• _Problem to work on_: The reply to the records below should contain exactly the lines from the line with "fn positional_arg(args: &PreBindParams, idx: usize)" through the line with "(RowValues::Int(i), _) =>", and nothing besides.

(Records supplied Opens)

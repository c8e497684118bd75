//! Composable SQL fragments that are rendered into statement text before execution.
//!
//! A [`Fragment`] carries structural SQL (identifiers, keywords, whole sub-queries) that can't
//! travel as a driver bind value. Fragments render per dialect, so identifier and literal
//! quoting always matches the backend they run against.
//!
//! ```rust
//! use sql_runner::prelude::*;
//!
//! let query = Fragment::sql("SELECT {fields} FROM {table}")
//!     .format(&PreBindParams::named([
//!         (
//!             "fields",
//!             Fragment::sql(", ").join([Fragment::identifier(["id"]), Fragment::identifier(["name"])]),
//!         ),
//!         ("table", Fragment::identifier(["public", "users"])),
//!     ]))
//!     .unwrap();
//! assert_eq!(
//!     query.as_string(DatabaseType::Postgres).unwrap(),
//!     r#"SELECT "id", "name" FROM "public"."users""#
//! );
//! ```

use std::fmt::Write as _;

use crate::error::SqlRunnerError;
use crate::params::PreBindParams;
use crate::types::{DatabaseType, RowValues};

/// A piece of SQL that is rendered into the statement text.
#[derive(Debug, Clone, PartialEq)]
pub enum Fragment {
    /// Raw SQL text, emitted verbatim. Also the template for [`Fragment::format`].
    Sql(String),
    /// A possibly qualified identifier; each part is quoted separately.
    Identifier(Vec<String>),
    /// A value rendered as a quoted SQL literal.
    Literal(RowValues),
    /// A driver-level placeholder: `%s` when unnamed, `%(name)s` when named.
    Placeholder(Option<String>),
    /// A sequence of fragments rendered back to back.
    Composed(Vec<Fragment>),
}

impl Fragment {
    #[must_use]
    pub fn sql(text: impl Into<String>) -> Self {
        Fragment::Sql(text.into())
    }

    #[must_use]
    pub fn identifier<I, S>(parts: I) -> Self
    where
        I: IntoIterator<Item = S>,
        S: Into<String>,
    {
        Fragment::Identifier(parts.into_iter().map(Into::into).collect())
    }

    #[must_use]
    pub fn literal(value: impl Into<RowValues>) -> Self {
        Fragment::Literal(value.into())
    }

    #[must_use]
    pub fn placeholder(name: Option<&str>) -> Self {
        Fragment::Placeholder(name.map(str::to_string))
    }

    /// Join `items` using `self` as the separator.
    #[must_use]
    pub fn join<I>(&self, items: I) -> Self
    where
        I: IntoIterator<Item = Fragment>,
    {
        let mut parts = Vec::new();
        for (idx, item) in items.into_iter().enumerate() {
            if idx > 0 {
                parts.push(self.clone());
            }
            parts.push(item);
        }
        Fragment::Composed(parts)
    }

    /// Substitute fragments into a [`Fragment::Sql`] template.
    ///
    /// Supports `{}` (automatic numbering), `{0}` (explicit index) and `{name}`; `{{` and `}}`
    /// produce literal braces. Automatic and explicit numbering can't be mixed.
    ///
    /// # Errors
    /// Returns `SqlRunnerError::RenderError` when the template is malformed, refers to a
    /// missing argument, or `self` is not a `Sql` fragment.
    pub fn format(&self, args: &PreBindParams) -> Result<Fragment, SqlRunnerError> {
        let Fragment::Sql(template) = self else {
            return Err(SqlRunnerError::RenderError(
                "only raw SQL fragments can be used as a format template".into(),
            ));
        };

        let mut parts = Vec::new();
        let mut text = String::new();
        let mut auto_index: Option<usize> = None;
        let mut manual = false;
        let mut chars = template.char_indices().peekable();

        while let Some((pos, ch)) = chars.next() {
            match ch {
                '{' if chars.peek().map(|(_, c)| *c) == Some('{') => {
                    chars.next();
                    text.push('{');
                }
                '}' if chars.peek().map(|(_, c)| *c) == Some('}') => {
                    chars.next();
                    text.push('}');
                }
                '}' => {
                    return Err(SqlRunnerError::RenderError(format!(
                        "single '}}' encountered in format template at byte {pos}"
                    )));
                }
                '{' => {
                    let mut key = String::new();
                    let mut closed = false;
                    for (_, c) in chars.by_ref() {
                        if c == '}' {
                            closed = true;
                            break;
                        }
                        key.push(c);
                    }
                    if !closed {
                        return Err(SqlRunnerError::RenderError(format!(
                            "unclosed '{{' in format template at byte {pos}"
                        )));
                    }
                    let arg = if key.is_empty() {
                        if manual {
                            return Err(mixed_numbering());
                        }
                        let idx = auto_index.map_or(0, |i| i + 1);
                        auto_index = Some(idx);
                        positional_arg(args, idx)?
                    } else if let Ok(idx) = key.parse::<usize>() {
                        if auto_index.is_some() {
                            return Err(mixed_numbering());
                        }
                        manual = true;
                        positional_arg(args, idx)?
                    } else if key.chars().all(|c| c.is_alphanumeric() || c == '_') {
                        named_arg(args, &key)?
                    } else {
                        return Err(SqlRunnerError::RenderError(format!(
                            "unsupported format field '{{{key}}}'"
                        )));
                    };
                    if !text.is_empty() {
                        parts.push(Fragment::Sql(std::mem::take(&mut text)));
                    }
                    parts.push(arg.clone());
                }
                _ => text.push(ch),
            }
        }
        if !text.is_empty() {
            parts.push(Fragment::Sql(text));
        }
        Ok(Fragment::Composed(parts))
    }

    /// Render the fragment as SQL text for `dialect`.
    ///
    /// # Errors
    /// Returns `SqlRunnerError::RenderError` for empty identifiers or values the dialect
    /// has no literal syntax for.
    pub fn as_string(&self, dialect: DatabaseType) -> Result<String, SqlRunnerError> {
        let mut out = String::new();
        self.render_into(dialect, &mut out)?;
        Ok(out)
    }

    fn render_into(&self, dialect: DatabaseType, out: &mut String) -> Result<(), SqlRunnerError> {
        match self {
            Fragment::Sql(text) => out.push_str(text),
            Fragment::Identifier(parts) => {
                if parts.is_empty() {
                    return Err(SqlRunnerError::RenderError(
                        "identifier needs at least one part".into(),
                    ));
                }
                for (idx, part) in parts.iter().enumerate() {
                    if idx > 0 {
                        out.push('.');
                    }
                    push_quoted(out, part, '"');
                }
            }
            Fragment::Literal(value) => render_literal(value, dialect, out)?,
            Fragment::Placeholder(None) => out.push_str("%s"),
            Fragment::Placeholder(Some(name)) => {
                let _ = write!(out, "%({name})s");
            }
            Fragment::Composed(items) => {
                for item in items {
                    item.render_into(dialect, out)?;
                }
            }
        }
        Ok(())
    }
}

impl From<&str> for Fragment {
    fn from(value: &str) -> Self {
        Fragment::sql(value)
    }
}

fn mixed_numbering() -> SqlRunnerError {
    SqlRunnerError::RenderError(
        "cannot switch between automatic and manual field numbering".into(),
    )
}

fn positional_arg(args: &PreBindParams, idx: usize) -> Result<&Fragment, SqlRunnerError> {
    match args {
        PreBindParams::Positional(values) => values.get(idx).ok_or_else(|| {
            SqlRunnerError::RenderError(format!(
                "format field {idx} out of range ({} fragments supplied)",
                values.len()
            ))
        }),
        PreBindParams::Named(_) => Err(SqlRunnerError::RenderError(format!(
            "positional format field {idx} used with named fragments"
        ))),
    }
}

fn named_arg<'a>(args: &'a PreBindParams, name: &str) -> Result<&'a Fragment, SqlRunnerError> {
    match args {
        PreBindParams::Named(values) => values.get(name).ok_or_else(|| {
            SqlRunnerError::RenderError(format!("no fragment supplied for '{{{name}}}'"))
        }),
        PreBindParams::Positional(_) => Err(SqlRunnerError::RenderError(format!(
            "named format field '{{{name}}}' used with positional fragments"
        ))),
    }
}

fn push_quoted(out: &mut String, text: &str, quote: char) {
    out.push(quote);
    for ch in text.chars() {
        if ch == quote {
            out.push(quote);
        }
        out.push(ch);
    }
    out.push(quote);
}

fn push_hex(out: &mut String, bytes: &[u8]) {
    for b in bytes {
        let _ = write!(out, "{b:02x}");
    }
}

fn render_literal(
    value: &RowValues,
    dialect: DatabaseType,
    out: &mut String,
) -> Result<(), SqlRunnerError> {
    match (value, dialect) {
        (RowValues::Null, _) => out.push_str("NULL"),
        (RowValues::Int(i), _) => {
            let _ = write!(out, "{i}");
        }
        (RowValues::Float(f), _) if f.is_finite() => {
            let _ = write!(out, "{f:?}");
        }
        (RowValues::Float(f), DatabaseType::Postgres) => {
            let word = if f.is_nan() {
                "NaN"
            } else if f.is_sign_positive() {
                "Infinity"
            } else {
                "-Infinity"
            };
            let _ = write!(out, "'{word}'::float8");
        }
        (RowValues::Float(f), DatabaseType::Sqlite) => {
            return Err(SqlRunnerError::RenderError(format!(
                "SQLite has no literal for the float value {f}"
            )));
        }
        (RowValues::Text(s), _) => push_quoted(out, s, '\''),
        (RowValues::Bool(b), DatabaseType::Postgres) => {
            out.push_str(if *b { "TRUE" } else { "FALSE" });
        }
        (RowValues::Bool(b), DatabaseType::Sqlite) => out.push_str(if *b { "1" } else { "0" }),
        (RowValues::Timestamp(ts), dialect) => {
            push_quoted(out, &ts.format("%Y-%m-%d %H:%M:%S%.f").to_string(), '\'');
            if dialect == DatabaseType::Postgres {
                out.push_str("::timestamp");
            }
        }
        (RowValues::JSON(json), dialect) => {
            push_quoted(out, &json.to_string(), '\'');
            if dialect == DatabaseType::Postgres {
                out.push_str("::json");
            }
        }
        (RowValues::Blob(bytes), DatabaseType::Postgres) => {
            out.push_str("'\\x");
            push_hex(out, bytes);
            out.push_str("'::bytea");
        }
        (RowValues::Blob(bytes), DatabaseType::Sqlite) => {
            out.push_str("X'");
            push_hex(out, bytes);
            out.push('\'');
        }
    }
    Ok(())
}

(Records supplied Closes)

• _The completed task_:
fn positional_arg(args: &PreBindParams, idx: usize) -> Result<&Fragment, SqlRunnerError> {
    match args {
        PreBindParams::Positional(values) => values.get(idx).ok_or_else(|| {
            SqlRunnerError::RenderError(format!(
                "format field {idx} out of range ({} fragments supplied)",
                values.len()
            ))
        }),
        PreBindParams::Named(_) => Err(SqlRunnerError::RenderError(format!(
            "positional format field {idx} used with named fragments"
        ))),
    }
}

fn named_arg<'a>(args: &'a PreBindParams, name: &str) -> Result<&'a Fragment, SqlRunnerError> {
    match args {
        PreBindParams::Named(values) => values.get(name).ok_or_else(|| {
            SqlRunnerError::RenderError(format!("no fragment supplied for '{{{name}}}'"))
        }),
        PreBindParams::Positional(_) => Err(SqlRunnerError::RenderError(format!(
            "named format field '{{{name}}}' used with positional fragments"
        ))),
    }
}

fn push_quoted(out: &mut String, text: &str, quote: char) {
    out.push(quote);
    for ch in text.chars() {
        if ch == quote {
            out.push(quote);
        }
        out.push(ch);
    }
    out.push(quote);
}

fn push_hex(out: &mut String, bytes: &[u8]) {
    for b in bytes {
        let _ = write!(out, "{b:02x}");
    }
}

fn render_literal(
    value: &RowValues,
    dialect: DatabaseType,
    out: &mut String,
) -> Result<(), SqlRunnerError> {
    match (value, dialect) {
        (RowValues::Null, _) => out.push_str("NULL"),
        (RowValues::Int(i), _) => {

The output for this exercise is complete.